Source data
* * * * *

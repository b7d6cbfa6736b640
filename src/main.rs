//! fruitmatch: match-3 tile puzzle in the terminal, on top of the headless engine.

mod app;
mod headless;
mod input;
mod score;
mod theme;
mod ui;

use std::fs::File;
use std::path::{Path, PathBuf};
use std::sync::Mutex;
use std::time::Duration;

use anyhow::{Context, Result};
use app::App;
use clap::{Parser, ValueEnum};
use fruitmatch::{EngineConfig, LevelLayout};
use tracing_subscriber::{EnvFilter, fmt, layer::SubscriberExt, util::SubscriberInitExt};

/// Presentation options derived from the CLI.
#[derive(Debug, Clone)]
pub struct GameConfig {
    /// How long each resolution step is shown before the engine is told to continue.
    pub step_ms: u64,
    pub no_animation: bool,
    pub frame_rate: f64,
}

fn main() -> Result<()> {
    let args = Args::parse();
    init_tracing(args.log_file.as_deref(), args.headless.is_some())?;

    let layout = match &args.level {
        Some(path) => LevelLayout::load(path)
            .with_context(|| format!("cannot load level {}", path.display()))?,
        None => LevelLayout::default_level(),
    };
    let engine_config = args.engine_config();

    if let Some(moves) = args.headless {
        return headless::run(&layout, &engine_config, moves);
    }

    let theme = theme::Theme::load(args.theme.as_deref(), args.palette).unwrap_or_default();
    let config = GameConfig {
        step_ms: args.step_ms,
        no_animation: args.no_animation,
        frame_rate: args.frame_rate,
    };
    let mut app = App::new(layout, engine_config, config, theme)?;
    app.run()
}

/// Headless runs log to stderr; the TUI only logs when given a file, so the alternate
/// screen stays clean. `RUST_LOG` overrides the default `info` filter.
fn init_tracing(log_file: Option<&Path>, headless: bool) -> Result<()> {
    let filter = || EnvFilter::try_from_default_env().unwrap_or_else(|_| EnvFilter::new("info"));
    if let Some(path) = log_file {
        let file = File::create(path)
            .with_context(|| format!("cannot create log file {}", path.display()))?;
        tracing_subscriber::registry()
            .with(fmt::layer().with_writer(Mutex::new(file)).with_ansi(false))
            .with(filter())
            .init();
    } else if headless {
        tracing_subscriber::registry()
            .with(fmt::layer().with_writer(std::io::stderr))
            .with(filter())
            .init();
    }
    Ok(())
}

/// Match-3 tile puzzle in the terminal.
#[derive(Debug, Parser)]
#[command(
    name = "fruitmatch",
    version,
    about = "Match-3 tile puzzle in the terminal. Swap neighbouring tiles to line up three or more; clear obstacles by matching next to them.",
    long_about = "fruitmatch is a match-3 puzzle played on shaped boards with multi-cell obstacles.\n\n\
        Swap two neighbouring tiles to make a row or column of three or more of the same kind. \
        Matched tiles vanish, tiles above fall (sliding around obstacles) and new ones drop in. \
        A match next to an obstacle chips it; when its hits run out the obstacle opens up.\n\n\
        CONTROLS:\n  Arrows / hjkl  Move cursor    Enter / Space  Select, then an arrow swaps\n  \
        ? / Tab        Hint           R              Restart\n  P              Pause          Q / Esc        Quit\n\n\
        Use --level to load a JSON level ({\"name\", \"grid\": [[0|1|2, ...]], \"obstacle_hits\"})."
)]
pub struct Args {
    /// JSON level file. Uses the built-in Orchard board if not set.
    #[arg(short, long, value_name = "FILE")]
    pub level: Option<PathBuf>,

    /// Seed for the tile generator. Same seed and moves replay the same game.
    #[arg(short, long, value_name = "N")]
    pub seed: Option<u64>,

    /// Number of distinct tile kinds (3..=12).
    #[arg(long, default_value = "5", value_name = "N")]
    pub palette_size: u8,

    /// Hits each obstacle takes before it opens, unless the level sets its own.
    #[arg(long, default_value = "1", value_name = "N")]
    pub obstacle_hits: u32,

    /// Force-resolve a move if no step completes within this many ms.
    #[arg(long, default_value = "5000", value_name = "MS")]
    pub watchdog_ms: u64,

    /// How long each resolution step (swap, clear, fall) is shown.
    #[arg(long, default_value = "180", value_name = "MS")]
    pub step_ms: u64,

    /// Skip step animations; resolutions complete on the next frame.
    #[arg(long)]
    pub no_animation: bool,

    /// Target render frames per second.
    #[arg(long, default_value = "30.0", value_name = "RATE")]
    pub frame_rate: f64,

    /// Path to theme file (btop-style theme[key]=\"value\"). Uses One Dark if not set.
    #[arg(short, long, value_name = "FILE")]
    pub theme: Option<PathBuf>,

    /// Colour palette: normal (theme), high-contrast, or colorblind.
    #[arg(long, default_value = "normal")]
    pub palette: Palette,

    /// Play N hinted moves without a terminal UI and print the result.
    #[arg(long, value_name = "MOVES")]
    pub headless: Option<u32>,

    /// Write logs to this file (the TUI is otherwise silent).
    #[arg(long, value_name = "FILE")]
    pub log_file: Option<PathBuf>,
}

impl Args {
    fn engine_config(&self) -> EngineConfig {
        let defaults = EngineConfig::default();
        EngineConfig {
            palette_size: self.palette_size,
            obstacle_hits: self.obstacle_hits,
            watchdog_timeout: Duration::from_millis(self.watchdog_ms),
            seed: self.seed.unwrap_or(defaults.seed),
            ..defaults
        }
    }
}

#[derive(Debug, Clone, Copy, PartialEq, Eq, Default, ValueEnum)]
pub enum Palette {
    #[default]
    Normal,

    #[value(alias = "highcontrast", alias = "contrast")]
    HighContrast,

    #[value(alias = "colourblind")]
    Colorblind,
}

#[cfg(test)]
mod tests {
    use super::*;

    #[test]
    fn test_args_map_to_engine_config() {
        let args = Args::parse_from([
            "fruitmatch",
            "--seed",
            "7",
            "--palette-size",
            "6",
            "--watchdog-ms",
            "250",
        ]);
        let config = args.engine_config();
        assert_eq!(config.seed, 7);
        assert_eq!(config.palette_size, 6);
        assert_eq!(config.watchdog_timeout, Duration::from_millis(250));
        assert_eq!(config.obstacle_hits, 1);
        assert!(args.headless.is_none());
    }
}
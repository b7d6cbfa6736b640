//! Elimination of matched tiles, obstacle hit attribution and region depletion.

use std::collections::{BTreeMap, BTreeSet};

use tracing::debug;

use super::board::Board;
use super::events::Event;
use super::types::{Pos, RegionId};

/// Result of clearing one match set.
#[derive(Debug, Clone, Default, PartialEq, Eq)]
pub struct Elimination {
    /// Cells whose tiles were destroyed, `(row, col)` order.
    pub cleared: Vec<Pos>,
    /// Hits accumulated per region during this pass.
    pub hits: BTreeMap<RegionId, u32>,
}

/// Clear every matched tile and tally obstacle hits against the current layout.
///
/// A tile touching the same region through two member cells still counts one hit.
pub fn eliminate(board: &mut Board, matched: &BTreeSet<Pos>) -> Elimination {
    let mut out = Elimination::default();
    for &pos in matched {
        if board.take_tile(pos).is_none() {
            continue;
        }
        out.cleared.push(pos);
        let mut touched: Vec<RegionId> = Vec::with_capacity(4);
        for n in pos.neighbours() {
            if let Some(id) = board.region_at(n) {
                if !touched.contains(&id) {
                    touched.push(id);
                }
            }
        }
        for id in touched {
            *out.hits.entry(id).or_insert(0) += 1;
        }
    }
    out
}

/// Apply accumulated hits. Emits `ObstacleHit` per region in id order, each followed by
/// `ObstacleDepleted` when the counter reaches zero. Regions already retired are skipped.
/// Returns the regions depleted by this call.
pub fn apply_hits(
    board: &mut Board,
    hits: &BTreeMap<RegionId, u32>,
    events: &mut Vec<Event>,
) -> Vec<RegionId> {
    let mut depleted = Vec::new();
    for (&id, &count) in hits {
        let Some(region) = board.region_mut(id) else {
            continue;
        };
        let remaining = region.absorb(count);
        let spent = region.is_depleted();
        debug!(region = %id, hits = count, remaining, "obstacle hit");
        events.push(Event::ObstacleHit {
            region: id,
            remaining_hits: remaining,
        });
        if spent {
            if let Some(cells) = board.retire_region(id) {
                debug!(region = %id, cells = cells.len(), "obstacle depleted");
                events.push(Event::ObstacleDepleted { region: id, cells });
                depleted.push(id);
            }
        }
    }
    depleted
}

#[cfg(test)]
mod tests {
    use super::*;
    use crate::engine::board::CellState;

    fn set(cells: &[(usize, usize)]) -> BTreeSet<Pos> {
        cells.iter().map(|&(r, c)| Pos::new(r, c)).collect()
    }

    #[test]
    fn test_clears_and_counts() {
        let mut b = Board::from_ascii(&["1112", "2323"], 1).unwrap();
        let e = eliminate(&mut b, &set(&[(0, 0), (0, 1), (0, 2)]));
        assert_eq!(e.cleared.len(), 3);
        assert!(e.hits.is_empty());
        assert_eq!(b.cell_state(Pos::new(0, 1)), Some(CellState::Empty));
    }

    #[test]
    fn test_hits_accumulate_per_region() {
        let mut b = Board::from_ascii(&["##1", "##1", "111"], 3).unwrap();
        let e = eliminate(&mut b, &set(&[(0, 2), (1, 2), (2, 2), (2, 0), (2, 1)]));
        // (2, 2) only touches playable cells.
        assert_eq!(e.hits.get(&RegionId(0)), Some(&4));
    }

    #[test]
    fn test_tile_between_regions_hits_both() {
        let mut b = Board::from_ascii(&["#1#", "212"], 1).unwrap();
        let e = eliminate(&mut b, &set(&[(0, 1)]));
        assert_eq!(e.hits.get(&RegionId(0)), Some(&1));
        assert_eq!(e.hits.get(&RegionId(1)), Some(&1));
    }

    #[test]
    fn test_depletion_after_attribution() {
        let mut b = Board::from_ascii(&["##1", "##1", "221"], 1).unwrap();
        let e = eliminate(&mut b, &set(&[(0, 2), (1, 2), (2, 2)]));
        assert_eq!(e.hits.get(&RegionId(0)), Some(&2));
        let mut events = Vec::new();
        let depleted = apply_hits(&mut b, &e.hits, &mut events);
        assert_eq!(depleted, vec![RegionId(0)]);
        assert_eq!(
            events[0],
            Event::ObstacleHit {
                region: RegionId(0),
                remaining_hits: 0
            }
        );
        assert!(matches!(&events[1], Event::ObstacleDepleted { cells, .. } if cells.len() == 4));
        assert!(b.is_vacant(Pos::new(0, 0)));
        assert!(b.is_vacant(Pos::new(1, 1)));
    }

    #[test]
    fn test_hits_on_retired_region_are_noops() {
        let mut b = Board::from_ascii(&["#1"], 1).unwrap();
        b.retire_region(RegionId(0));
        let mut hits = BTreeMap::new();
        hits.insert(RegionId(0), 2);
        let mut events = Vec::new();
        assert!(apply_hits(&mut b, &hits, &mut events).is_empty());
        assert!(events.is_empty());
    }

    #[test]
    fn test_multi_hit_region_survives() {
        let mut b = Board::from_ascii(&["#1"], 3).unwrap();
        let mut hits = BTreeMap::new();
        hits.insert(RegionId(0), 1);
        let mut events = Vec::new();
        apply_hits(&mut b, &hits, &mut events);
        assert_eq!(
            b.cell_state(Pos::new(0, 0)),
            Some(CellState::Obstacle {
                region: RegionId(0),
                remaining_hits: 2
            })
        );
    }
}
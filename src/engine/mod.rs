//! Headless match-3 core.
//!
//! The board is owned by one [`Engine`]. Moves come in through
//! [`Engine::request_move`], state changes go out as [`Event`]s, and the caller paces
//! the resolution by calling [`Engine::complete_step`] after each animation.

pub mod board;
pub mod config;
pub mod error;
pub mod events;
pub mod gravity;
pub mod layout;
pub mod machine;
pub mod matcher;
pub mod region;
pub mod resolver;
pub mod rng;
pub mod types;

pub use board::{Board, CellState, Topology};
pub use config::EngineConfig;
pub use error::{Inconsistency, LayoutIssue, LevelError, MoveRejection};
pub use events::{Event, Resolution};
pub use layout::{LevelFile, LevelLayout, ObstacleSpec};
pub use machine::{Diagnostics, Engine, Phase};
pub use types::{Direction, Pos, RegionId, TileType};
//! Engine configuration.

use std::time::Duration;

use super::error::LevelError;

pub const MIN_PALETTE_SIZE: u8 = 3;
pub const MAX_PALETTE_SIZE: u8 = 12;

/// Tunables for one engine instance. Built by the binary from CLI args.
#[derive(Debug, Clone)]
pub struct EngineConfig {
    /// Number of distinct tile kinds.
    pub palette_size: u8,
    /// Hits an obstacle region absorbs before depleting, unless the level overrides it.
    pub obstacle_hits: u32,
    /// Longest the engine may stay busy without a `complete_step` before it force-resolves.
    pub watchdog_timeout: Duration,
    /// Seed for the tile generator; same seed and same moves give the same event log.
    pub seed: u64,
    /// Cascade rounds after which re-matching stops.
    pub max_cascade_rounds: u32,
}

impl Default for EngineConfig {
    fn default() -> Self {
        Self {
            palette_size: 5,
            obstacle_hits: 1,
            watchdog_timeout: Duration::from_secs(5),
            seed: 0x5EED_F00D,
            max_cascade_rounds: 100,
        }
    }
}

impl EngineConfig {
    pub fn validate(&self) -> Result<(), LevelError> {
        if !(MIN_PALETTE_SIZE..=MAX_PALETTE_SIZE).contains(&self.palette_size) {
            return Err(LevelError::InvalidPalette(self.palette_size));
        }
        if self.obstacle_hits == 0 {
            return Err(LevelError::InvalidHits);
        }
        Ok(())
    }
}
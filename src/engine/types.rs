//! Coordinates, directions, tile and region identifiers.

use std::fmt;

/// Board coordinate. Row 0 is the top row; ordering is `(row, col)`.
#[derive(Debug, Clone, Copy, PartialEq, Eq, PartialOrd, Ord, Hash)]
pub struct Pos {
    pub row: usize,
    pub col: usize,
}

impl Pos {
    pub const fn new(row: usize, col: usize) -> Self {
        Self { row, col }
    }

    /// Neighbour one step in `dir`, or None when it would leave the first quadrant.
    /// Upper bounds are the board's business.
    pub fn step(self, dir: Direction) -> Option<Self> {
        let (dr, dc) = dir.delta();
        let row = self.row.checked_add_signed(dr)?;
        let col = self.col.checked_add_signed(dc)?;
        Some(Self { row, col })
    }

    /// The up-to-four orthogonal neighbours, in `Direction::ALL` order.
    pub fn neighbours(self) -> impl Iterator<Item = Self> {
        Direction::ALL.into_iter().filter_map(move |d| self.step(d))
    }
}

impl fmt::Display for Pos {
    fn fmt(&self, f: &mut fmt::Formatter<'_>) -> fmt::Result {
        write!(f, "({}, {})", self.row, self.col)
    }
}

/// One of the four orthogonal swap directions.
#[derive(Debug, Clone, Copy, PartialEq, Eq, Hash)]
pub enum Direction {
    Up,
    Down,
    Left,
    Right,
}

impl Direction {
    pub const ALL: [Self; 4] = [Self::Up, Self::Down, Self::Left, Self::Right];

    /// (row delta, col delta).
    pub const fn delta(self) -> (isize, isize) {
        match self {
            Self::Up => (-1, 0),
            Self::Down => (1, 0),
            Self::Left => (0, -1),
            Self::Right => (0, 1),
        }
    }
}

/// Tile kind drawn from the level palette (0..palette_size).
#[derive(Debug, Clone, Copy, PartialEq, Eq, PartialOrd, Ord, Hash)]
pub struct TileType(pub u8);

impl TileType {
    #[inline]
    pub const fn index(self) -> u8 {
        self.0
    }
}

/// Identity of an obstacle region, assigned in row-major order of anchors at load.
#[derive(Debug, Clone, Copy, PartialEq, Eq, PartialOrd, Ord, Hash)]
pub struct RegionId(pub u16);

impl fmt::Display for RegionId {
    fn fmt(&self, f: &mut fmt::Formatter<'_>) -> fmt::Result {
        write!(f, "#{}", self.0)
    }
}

* * * * *

### WHAT IS NEEDED
Look through the data above for the word "next". Report each line where it occurs.

### ANSWER SPACE
    about = "Match-3 tile puzzle in the terminal. Swap neighbouring tiles to line up three or more; clear obstacles by matching next to them.",
        A match next to an obstacle chips it; when its hits run out the obstacle opens up.\n\n\
    /// Skip step animations; resolutions complete on the next frame.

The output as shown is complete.